In the beginning, the old beggar welcomed the visits. They brought him star maps, atlases, and charts. There were always new lands, new worlds, new comets and new stars, which they would explain to him. The beggar could travel vast distances without leaving the shade of his favourite tree. The visitors also liked to hear of his years of walking from peak to peak, chewing his coca leaves, leading his herds, and making sure the villagers scattered in the high country had enough to eat. One hundred years of life had passed, and he could walk no more. Memorizing as much as he could, he daydreamed of other worlds. Our world is a view of other worlds, he often whispered. Later, the visitors became more intolerant and belligerent.
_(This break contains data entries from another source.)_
/// Attempts to advance `request` by one DRAM command using the loose
/// in-order reservation protocol (spec §4.4 steps 1–4), shared by the
/// loose-in-order and optimized policies.
///
/// Returns `Some(issued)` if a command was issued this tick (the caller
/// stops scanning for the rest of this tick), `None` if the request merely
/// waited or reserved. Returns `Err` if the DIMM core reports `Illegal`/
/// `BadArgs` for the decoded command — per spec §7 this indicates a
/// programmer error in the scheduler's decode step, not a timing wait, and
/// must abort the simulation rather than be treated as "not ready yet".
fn try_advance(
    request: &mut Request,
    dimm: &mut Dimm,
    schedule: &mut Schedule,
    now: u64,
    timing: &TimingConfig,
) -> Result<Option<IssuedCommand>, SimError> {
    if request.age > 0 {
        return Ok(None);
    }
    let cmd = decode(request, dimm);
    let group = request.group();
    let bank = request.bank();
    let row = request.row();

    let raw_wait = match dimm.can_issue(group, bank, row, now, cmd) {
        TimingResult::Illegal => {
            return Err(illegal_command_error(
                cmd,
                group,
                bank,
                "decoded command is illegal for the bank's current state",
            ));
        }
        TimingResult::BadArgs => return Err(bad_args_error("can_issue", group, bank, row)),
        TimingResult::Ready(_) => 0,
        TimingResult::Wait(w) => w,
    };
    let reservation_delay = schedule.reservation_delay(group, bank, cmd, now, timing);
    let time_till_cmd = raw_wait.max(reservation_delay);

    if time_till_cmd == 0 {
        let closed_row = (cmd == DramCommand::Precharge)
            .then(|| dimm.bank(group, bank).and_then(crate::dimm::bank::Bank::open_row))
            .flatten();
        let duration = match dimm.issue(group, bank, row, now, cmd) {
            TimingResult::Ready(d) => d,
            TimingResult::Wait(_) => {
                return Err(illegal_command_error(
                    cmd,
                    group,
                    bank,
                    "issue reported Wait immediately after can_issue reported Ready",
                ));
            }
            TimingResult::Illegal => {
                return Err(illegal_command_error(
                    cmd,
                    group,
                    bank,
                    "issue reported Illegal immediately after can_issue reported Ready",
                ));
            }
            TimingResult::BadArgs => return Err(bad_args_error("issue", group, bank, row)),
        };
        request.age = u8::try_from(duration).unwrap_or(u8::MAX);
        request.next_cmd = advance(cmd, request.kind);
        return Ok(Some(issued_command(now, cmd, request, duration, closed_row)));
    }

    if let Err(existing_at) = schedule.reserve(group, bank, cmd, now + time_till_cmd, timing) {
        let bump = (existing_at + timing.scale_factor).saturating_sub(now);
        request.age = u8::try_from(bump).unwrap_or(u8::MAX);
    }
    Ok(None)
}

fn schedule_strict(
    queue: &mut PendingQueue,
    dimm: &mut Dimm,
    now: u64,
) -> Result<Option<IssuedCommand>, SimError> {
    let mut touched_groups: HashSet<u8> = HashSet::new();
    let indices: Vec<usize> = queue.iter_indexed().map(|(i, _)| i).collect();
    for index in indices {
        let Some(request) = queue.peek(index) else {
            continue;
        };
        let group = request.group();
        if touched_groups.contains(&group) {
            continue;
        }
        if request.age > 0 {
            touched_groups.insert(group);
            continue;
        }
        let cmd = decode(request, dimm);
        let (bank, row) = (request.bank(), request.row());
        match dimm.can_issue(group, bank, row, now, cmd) {
            TimingResult::Ready(_) => {
                let closed_row = (cmd == DramCommand::Precharge)
                    .then(|| dimm.bank(group, bank).and_then(crate::dimm::bank::Bank::open_row))
                    .flatten();
                let duration = match dimm.issue(group, bank, row, now, cmd) {
                    TimingResult::Ready(d) => d,
                    TimingResult::Wait(_) => {
                        return Err(illegal_command_error(
                            cmd,
                            group,
                            bank,
                            "issue reported Wait immediately after can_issue reported Ready",
                        ));
                    }
                    TimingResult::Illegal => {
                        return Err(illegal_command_error(
                            cmd,
                            group,
                            bank,
                            "issue reported Illegal immediately after can_issue reported Ready",
                        ));
                    }
                    TimingResult::BadArgs => return Err(bad_args_error("issue", group, bank, row)),
                };
                let Some(request) = queue.peek_mut(index) else {
                    continue;
                };
                request.age = u8::try_from(duration).unwrap_or(u8::MAX);
                let kind = request.kind;
                request.next_cmd = advance(cmd, kind);
                return Ok(Some(issued_command(now, cmd, request, duration, closed_row)));
            }
            TimingResult::Wait(_) => {
                touched_groups.insert(group);
            }
            TimingResult::Illegal => {
                return Err(illegal_command_error(
                    cmd,
                    group,
                    bank,
                    "decoded command is illegal for the bank's current state",
                ));
            }
            TimingResult::BadArgs => return Err(bad_args_error("can_issue", group, bank, row)),
        }
    }
    Ok(None)
}

fn schedule_loose(
    queue: &mut PendingQueue,
    dimm: &mut Dimm,
    now: u64,
    timing: &TimingConfig,
) -> Result<Option<IssuedCommand>, SimError> {
    let mut schedule = Schedule::new();
    let indices: Vec<usize> = queue.iter_indexed().map(|(i, _)| i).collect();
    for index in indices {
        let Some(request) = queue.peek_mut(index) else {
            continue;
        };
        if let Some(issued) = try_advance(request, dimm, &mut schedule, now, timing)? {
            return Ok(Some(issued));
        }
    }
    Ok(None)
}

fn threshold_for(kind: OpKind, thresholds: crate::config::StarvationThresholds) -> u16 {
    match kind {
        OpKind::Ifetch => thresholds.ifetch,
        OpKind::Read => thresholds.read,
        OpKind::Write => thresholds.write,
    }
}

fn optimized_order(
    queue: &PendingQueue,
    dimm: &Dimm,
    thresholds: crate::config::StarvationThresholds,
) -> Vec<usize> {
    let mut touched = vec![false; queue.size() + 1];
    let mut order = Vec::with_capacity(queue.size());

    let mut starved: Vec<(usize, u16)> = queue
        .iter_indexed()
        .filter(|(_, r)| !r.is_complete())
        .filter_map(|(i, r)| {
            let threshold = threshold_for(r.kind, thresholds);
            (r.time_in_queue > threshold).then_some((i, r.time_in_queue - threshold))
        })
        .collect();
    starved.sort_by_key(|&(_, excess)| Reverse(excess));
    for (index, _) in starved {
        order.push(index);
        touched[index] = true;
    }

    for kind in [OpKind::Ifetch, OpKind::Read, OpKind::Write] {
        for (index, request) in queue.iter_indexed() {
            if touched[index] || request.is_complete() || request.kind != kind {
                continue;
            }
            let open = dimm
                .bank(request.group(), request.bank())
                .is_some_and(|b| b.has_open_row(request.row()));
            if open {
                order.push(index);
                touched[index] = true;
            }
        }
    }

    for kind in [OpKind::Ifetch, OpKind::Read, OpKind::Write] {
        for (index, request) in queue.iter_indexed() {
            if touched[index] || request.is_complete() || request.kind != kind {
                continue;
            }
            order.push(index);
            touched[index] = true;
        }
    }

    order
}

fn schedule_optimized(
    queue: &mut PendingQueue,
    dimm: &mut Dimm,
    now: u64,
    timing: &TimingConfig,
    config: &SchedulerConfig,
) -> Result<Option<IssuedCommand>, SimError> {
    let mut schedule = Schedule::new();
    let order = optimized_order(queue, dimm, config.thresholds);
    for index in order {
        let Some(request) = queue.peek_mut(index) else {
            continue;
        };
        if let Some(issued) = try_advance(request, dimm, &mut schedule, now, timing)? {
            return Ok(Some(issued));
        }
    }
    Ok(None)
}

/// Runs one scheduling tick: reaps every request that finished draining its
/// completion latency, then lets the configured policy attempt to issue at
/// most one DRAM command.
///
/// # Errors
///
/// Returns [`SimError::IllegalCommand`] or [`SimError::BadArgs`] if the DIMM
/// core rejects a command the scheduler decoded as legal — a programmer
/// error in the scheduler, not a recoverable timing condition. Per spec §7
/// the caller must treat this as fatal and abort.
pub fn schedule_one(
    queue: &mut PendingQueue,
    dimm: &mut Dimm,
    config: &SchedulerConfig,
    timing: &TimingConfig,
    now: u64,
) -> Result<TickOutcome, SimError> {
    let completed = reap_completed(queue);
    let issued = match config.policy {
        Policy::Strict => schedule_strict(queue, dimm, now)?,
        Policy::LooseInOrder => schedule_loose(queue, dimm, now, timing)?,
        Policy::Optimized => schedule_optimized(queue, dimm, now, timing, config)?,
    };
    Ok(TickOutcome { issued, completed })
}

#[cfg(test)]
mod tests {
    use super::*;
    use crate::config::Config;

    fn setup() -> (PendingQueue, Dimm, Config) {
        let config = Config::default();
        (
            PendingQueue::new(config.dimm.queue_capacity),
            Dimm::new(&config),
            config,
        )
    }

    #[test]
    fn single_read_cold_bank_activates_then_reads() {
        let (mut queue, mut dimm, config) = setup();
        queue.push(Request::new(0, OpKind::Read, 0x0)).unwrap();
        let outcome = schedule_one(&mut queue, &mut dimm, &config.scheduler, &config.timing, 0).unwrap();
        let issued = outcome.issued.expect("activate should issue");
        assert_eq!(issued.cmd, DramCommand::Activate);

        let t_rcd = config.timing.scale(config.timing.t_rcd);
        queue.age(t_rcd);
        let outcome = schedule_one(
            &mut queue,
            &mut dimm,
            &config.scheduler,
            &config.timing,
            t_rcd,
        )
        .unwrap();
        let issued = outcome.issued.expect("read should issue");
        assert_eq!(issued.cmd, DramCommand::Read);
    }

    #[test]
    fn completed_request_is_reaped_and_reported() {
        let (mut queue, mut dimm, config) = setup();
        queue.push(Request::new(0, OpKind::Read, 0x0)).unwrap();
        let t_rcd = config.timing.scale(config.timing.t_rcd);
        let t_cas_burst = config.timing.scale(config.timing.t_cas + config.timing.t_burst);

        schedule_one(&mut queue, &mut dimm, &config.scheduler, &config.timing, 0).unwrap();
        queue.age(t_rcd);
        schedule_one(
            &mut queue,
            &mut dimm,
            &config.scheduler,
            &config.timing,
            t_rcd,
        )
        .unwrap();
        queue.age(t_cas_burst);
        let outcome = schedule_one(
            &mut queue,
            &mut dimm,
            &config.scheduler,
            &config.timing,
            t_rcd + t_cas_burst,
        )
        .unwrap();
        assert_eq!(outcome.completed.len(), 1);
        assert_eq!(outcome.completed[0].kind, OpKind::Read);
        assert!(queue.is_empty());
    }

    #[test]
    fn optimized_order_prioritizes_starved_write_over_open_row_reads() {
        let (mut queue, _, config) = setup();
        let dimm = Dimm::new(&config);
        let mut starved_write = Request::new(0, OpKind::Write, 0xC00_0000);
        starved_write.time_in_queue = config.scheduler.thresholds.write + 1;
        queue.push(starved_write).unwrap();
        queue.push(Request::new(0, OpKind::Read, 0x0)).unwrap();
        let order = optimized_order(&queue, &dimm, config.scheduler.thresholds);
        assert_eq!(order[0], 1);
    }
}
It was no longer an exhibit of the worlds beyond, but an interrogation, a list of everything the beggar did not know, and he felt as if he never had time to ask a question, argue, or share something of his past. The visitors were a black cloud. They collected around him like flies on a loaf of bread. One day, he asked them to leave. You are blocking my view, he said. I want to see my mountains and my llamas.